Ein besonders schönes Exemplar eines Sudokus aus der Rätselschmiede der japanischen Meisterkomponisten des Verlags Nikoli ist das oben abgedruckte aus dem Band Noch mehr einsame Hunde.* Es ist zwar ein «leichtes» Sudoku, aber keineswegs ein triviales. Schauen Sie sich die Aufstellung der Zahlen 1 bis 6 im Zentrum an! Erst denkt der Komponist an die schöne Auf­reihung, doch damit ist kein lösbares Soduku geschaffen. Erst durch das Hinzufügen der Zahlenpaare in den Ecken wird das Sudoku eindeutig lösbar. Nur hat der Komponist darauf kommen müssen, welche Zahlen dafür notwendig sind. Und das Ganze schafft er noch, ohne eine einzige 9 angeben zu müssen!
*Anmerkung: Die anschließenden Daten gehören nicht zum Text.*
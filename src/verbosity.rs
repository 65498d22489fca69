// Global verbosity system for clean output control
use std::sync::atomic::{AtomicU8, Ordering};

static VERBOSITY_LEVEL: AtomicU8 = AtomicU8::new(0);

pub fn set_verbosity_level(level: u8) {
    VERBOSITY_LEVEL.store(level, Ordering::Relaxed);
    if level > 0 {
        println!("📢 Verbosity level: {} (0=quiet, 1=basic, 2=full)", level);
    }
}

pub fn get_verbosity_level() -> u8 {
    VERBOSITY_LEVEL.load(Ordering::Relaxed)
}

// Summary output - always shown
#[macro_export]
macro_rules! v_summary {
    ($($arg:tt)*) => {
        println!($($arg)*);
    };
}

// Basic operational info - level 1+
#[macro_export]
macro_rules! v_info {
    ($($arg:tt)*) => {
        if $crate::verbosity::get_verbosity_level() >= 1 {
            println!($($arg)*);
        }
    };
}

// Detailed planning internals - level 2+
#[macro_export]
macro_rules! v_debug {
    ($($arg:tt)*) => {
        if $crate::verbosity::get_verbosity_level() >= 2 {
            println!($($arg)*);
        }
    };
}

// Always print errors regardless of verbosity
#[macro_export]
macro_rules! v_error {
    ($($arg:tt)*) => {
        eprintln!($($arg)*);
    };
}
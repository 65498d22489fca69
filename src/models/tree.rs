// Action tree - AND/OR structure of alternative acquisition strategies
use crate::models::step::ActionStep;
use crate::planner::world_budget::WorldBudget;
use serde::{Deserialize, Serialize};

/// OR-node: the ways to obtain `count` more of `item`.
///
/// `satisfied == true` marks a trivially-satisfied leaf (inventory already
/// covers the request). `satisfied == false` with zero alternatives means
/// the item is currently unobtainable along this branch - a valid result,
/// not an error.
#[derive(Debug, Clone, PartialEq, Serialize, Deserialize)]
pub struct GoalNode {
    pub item: String,
    pub count: u32,
    pub satisfied: bool,
    pub alternatives: Vec<ActionNode>,
}

impl GoalNode {
    pub fn satisfied(item: &str, count: u32) -> Self {
        Self {
            item: item.to_string(),
            count,
            satisfied: true,
            alternatives: Vec::new(),
        }
    }

    pub fn unobtainable(item: &str, count: u32) -> Self {
        Self {
            item: item.to_string(),
            count,
            satisfied: false,
            alternatives: Vec::new(),
        }
    }

    pub fn with_alternatives(item: &str, count: u32, alternatives: Vec<ActionNode>) -> Self {
        Self {
            item: item.to_string(),
            count,
            satisfied: false,
            alternatives,
        }
    }

    /// True when at least one route (or the inventory itself) covers the goal.
    pub fn is_obtainable(&self) -> bool {
        self.satisfied || !self.alternatives.is_empty()
    }
}

/// AND-node: one acquisition step plus everything it requires first.
#[derive(Debug, Clone, PartialEq, Serialize, Deserialize)]
pub struct ActionNode {
    pub step: ActionStep,
    pub requirements: Vec<GoalNode>,
}

impl ActionNode {
    pub fn new(step: ActionStep, requirements: Vec<GoalNode>) -> Self {
        Self { step, requirements }
    }
}

/// The immutable result of one `plan(...)` call.
///
/// Carries the world budget the tree was built against (used by the
/// lowest-weight enumerator) and the persistent-item set the enumerators
/// deduplicate on.
#[derive(Debug, Clone)]
pub struct PlanTree {
    pub item: String,
    pub count: u32,
    pub game_version: String,
    pub root: GoalNode,
    pub budget: Option<WorldBudget>,
    pub persistent_items: Vec<String>,
}

impl PlanTree {
    pub fn is_obtainable(&self) -> bool {
        self.root.is_obtainable()
    }

    /// Human-readable tree dump (diagnostic output, not part of the contract).
    pub fn render(&self) -> String {
        let mut out = String::new();
        out.push_str(&format!(
            "🌳 Plan tree: {}x {} (game {})\n",
            self.count, self.item, self.game_version
        ));
        render_goal(&self.root, 1, &mut out);
        out
    }
}

fn render_goal(goal: &GoalNode, depth: usize, out: &mut String) {
    let pad = "  ".repeat(depth);
    if goal.satisfied {
        out.push_str(&format!(
            "{}✔ {}x {} (already in inventory)\n",
            pad, goal.count, goal.item
        ));
        return;
    }
    if goal.alternatives.is_empty() {
        out.push_str(&format!("{}✘ {}x {} (unobtainable)\n", pad, goal.count, goal.item));
        return;
    }
    out.push_str(&format!(
        "{}? {}x {} ({} alternative{})\n",
        pad,
        goal.count,
        goal.item,
        goal.alternatives.len(),
        if goal.alternatives.len() == 1 { "" } else { "s" }
    ));
    for alternative in &goal.alternatives {
        out.push_str(&format!("{}  ↳ {}\n", pad, alternative.step.describe()));
        for requirement in &alternative.requirements {
            render_goal(requirement, depth + 2, out);
        }
    }
}
// Game data module - version-resolved static tables for planning
pub mod harvest;
pub mod items;
pub mod recipes;

pub use harvest::*;
pub use recipes::{IngredientSpec, Recipe, RecipeIngredient, SmeltInput};

use crate::models::WorldSnapshot;
use crate::v_debug;
use std::collections::HashMap;
use std::fmt;
use std::sync::{Arc, Mutex, OnceLock};

/// Game versions the bundled tables cover.
pub const SUPPORTED_VERSIONS: [&str; 7] = [
    "1.19.4", "1.20", "1.20.1", "1.20.4", "1.20.6", "1.21", "1.21.1",
];

/// Raised when no table set exists for a requested version. The caller
/// decides the fallback; no meaningful plan can be built without data.
#[derive(Debug, Clone)]
pub struct DataUnavailable {
    pub version: String,
}

impl fmt::Display for DataUnavailable {
    fn fmt(&self, f: &mut fmt::Formatter<'_>) -> fmt::Result {
        write!(
            f,
            "no game data available for version '{}' (supported: {})",
            self.version,
            SUPPORTED_VERSIONS.join(", ")
        )
    }
}

impl std::error::Error for DataUnavailable {}

/// Normalized, read-only game knowledge for one version.
#[derive(Debug)]
pub struct GameData {
    version: String,
    items: HashMap<String, u32>,
    recipes: HashMap<String, Vec<Recipe>>,
    smelting: HashMap<String, Vec<SmeltInput>>,
    block_drops: HashMap<String, Vec<String>>,
    creature_drops: HashMap<String, Vec<String>>,
    block_tools: HashMap<String, HarvestRequirement>,
    wood_species: Vec<String>,
    persistent_items: Vec<String>,
}

fn species_for_version(version: &str) -> Vec<&'static str> {
    let mut species = vec![
        "oak", "spruce", "birch", "jungle", "acacia", "dark_oak", "mangrove",
    ];
    // Cherry groves arrived in 1.20
    if version != "1.19.4" {
        species.push("cherry");
    }
    species
}

impl GameData {
    fn build(version: &str) -> Self {
        let species = species_for_version(version);

        let items = items::build_item_names(&species)
            .into_iter()
            .enumerate()
            .map(|(id, name)| (name, id as u32))
            .collect();

        Self {
            version: version.to_string(),
            items,
            recipes: recipes::build_recipes(&species),
            smelting: recipes::build_smelting(),
            block_drops: harvest::build_block_drops(&species),
            creature_drops: harvest::build_creature_drops(),
            block_tools: harvest::build_block_tools(),
            wood_species: species.iter().map(|s| s.to_string()).collect(),
            persistent_items: vec!["crafting_table".to_string(), "furnace".to_string()],
        }
    }

    pub fn version(&self) -> &str {
        &self.version
    }

    pub fn item_id(&self, name: &str) -> Option<u32> {
        self.items.get(name).copied()
    }

    pub fn is_known_item(&self, name: &str) -> bool {
        self.items.contains_key(name)
    }

    pub fn recipes_for(&self, item: &str) -> &[Recipe] {
        self.recipes.get(item).map(Vec::as_slice).unwrap_or(&[])
    }

    pub fn smelt_inputs_for(&self, item: &str) -> &[SmeltInput] {
        self.smelting.get(item).map(Vec::as_slice).unwrap_or(&[])
    }

    pub fn blocks_dropping(&self, item: &str) -> &[String] {
        self.block_drops.get(item).map(Vec::as_slice).unwrap_or(&[])
    }

    pub fn creatures_dropping(&self, item: &str) -> &[String] {
        self.creature_drops
            .get(item)
            .map(Vec::as_slice)
            .unwrap_or(&[])
    }

    pub fn harvest_requirement(&self, block: &str) -> Option<HarvestRequirement> {
        self.block_tools.get(block).copied()
    }

    pub fn wood_species(&self) -> &[String] {
        &self.wood_species
    }

    pub fn persistent_items(&self) -> &[String] {
        &self.persistent_items
    }

    pub fn is_persistent(&self, item: &str) -> bool {
        self.persistent_items.iter().any(|p| p == item)
    }

    /// Split a species-qualified item name, e.g. "cherry_stairs" ->
    /// ("cherry", "stairs"). Longest species wins so "dark_oak_planks"
    /// resolves to dark_oak, not oak.
    pub fn species_of<'a>(&'a self, item: &'a str) -> Option<(&'a str, &'a str)> {
        self.wood_species
            .iter()
            .filter_map(|sp| {
                item.strip_prefix(sp.as_str())
                    .and_then(|rest| rest.strip_prefix('_'))
                    .filter(|suffix| !suffix.is_empty())
                    .map(|suffix| (sp.as_str(), suffix))
            })
            .max_by_key(|(sp, _)| sp.len())
    }

    /// Concrete member of a wood family, e.g. ("cherry", "planks") -> "cherry_planks".
    pub fn family_member(&self, species: &str, family: &str) -> String {
        format!("{}_{}", species, family)
    }
}

static DATA_CACHE: OnceLock<Mutex<HashMap<String, Arc<GameData>>>> = OnceLock::new();

/// Resolve a version string to its table set. Results are cached per
/// version; the cache is read-only once populated and only exists to make
/// repeated `plan` calls cheap.
pub fn resolve(version: &str) -> Result<Arc<GameData>, DataUnavailable> {
    if !SUPPORTED_VERSIONS.contains(&version) {
        return Err(DataUnavailable {
            version: version.to_string(),
        });
    }

    let cache = DATA_CACHE.get_or_init(|| Mutex::new(HashMap::new()));
    let mut cache = cache.lock().expect("game data cache poisoned");

    if let Some(data) = cache.get(version) {
        return Ok(Arc::clone(data));
    }

    v_debug!("📦 Building game data tables for version {}", version);
    let data = Arc::new(GameData::build(version));
    cache.insert(version.to_string(), Arc::clone(&data));
    Ok(data)
}

/// Anything that can say which game version it belongs to.
pub trait HasGameVersion {
    fn game_version(&self) -> &str;
}

impl HasGameVersion for WorldSnapshot {
    fn game_version(&self) -> &str {
        &self.version
    }
}

/// Where a `plan` call gets its game data from: a version to resolve or an
/// already-resolved handle.
#[derive(Debug, Clone)]
pub enum GameDataSource {
    Version(String),
    Handle(Arc<GameData>),
}

impl GameDataSource {
    pub fn from_versioned(value: &impl HasGameVersion) -> Self {
        GameDataSource::Version(value.game_version().to_string())
    }

    pub fn resolve(self) -> Result<Arc<GameData>, DataUnavailable> {
        match self {
            GameDataSource::Version(version) => resolve(&version),
            GameDataSource::Handle(data) => Ok(data),
        }
    }
}

impl From<&str> for GameDataSource {
    fn from(version: &str) -> Self {
        GameDataSource::Version(version.to_string())
    }
}

impl From<String> for GameDataSource {
    fn from(version: String) -> Self {
        GameDataSource::Version(version)
    }
}

impl From<Arc<GameData>> for GameDataSource {
    fn from(data: Arc<GameData>) -> Self {
        GameDataSource::Handle(data)
    }
}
Der deutsche Dichter, Historiker und Philosoph Friedrich Schiller hat einmal in seinen Briefen Über die ästhetische Erziehung des Menschen geschrieben: «Und was ist es für ein Phänomen, durch welches sich bei dem Wilden der Eintritt in die Menschheit verkündigt? Soweit wir auch die Geschichte befragen, es ist dasselbe bei allen Völkerstämmen, welche der Sklaverei des tierischen Standes entsprungen sind: die Freude am Schein, die Neigung zum Putz und zum Spiele.» Wie schön ist es, dieser Neigung nachgehen zu können im Ausüben unseres ruhigen, folgerichtigen Denkens!



*Der Titel Einsame Hunde ist dem japanischen Namen und der Schreibweise des Rätsels entlehnt: «Su» heißt auf Japanisch «Zahl»: eine Zahl oder auch mehrere Zahlen. Aber die Silbe bedeutet auch «zählen, berechnen». «doku» bedeutet «alleine» oder «einsam». Wenn man «doku» als japanisch-chinesisches Schriftzeichen schreibt, enthält dieses fast gemalte Silbenzeichen ein anderes Schriftzeichen als Bestandteil: das Zeichen für «Hund» – daher die hübsche Assoziation «einsamer Hund» für eine Buchreihe mit Sudokus im Verlag Freies Geistesleben.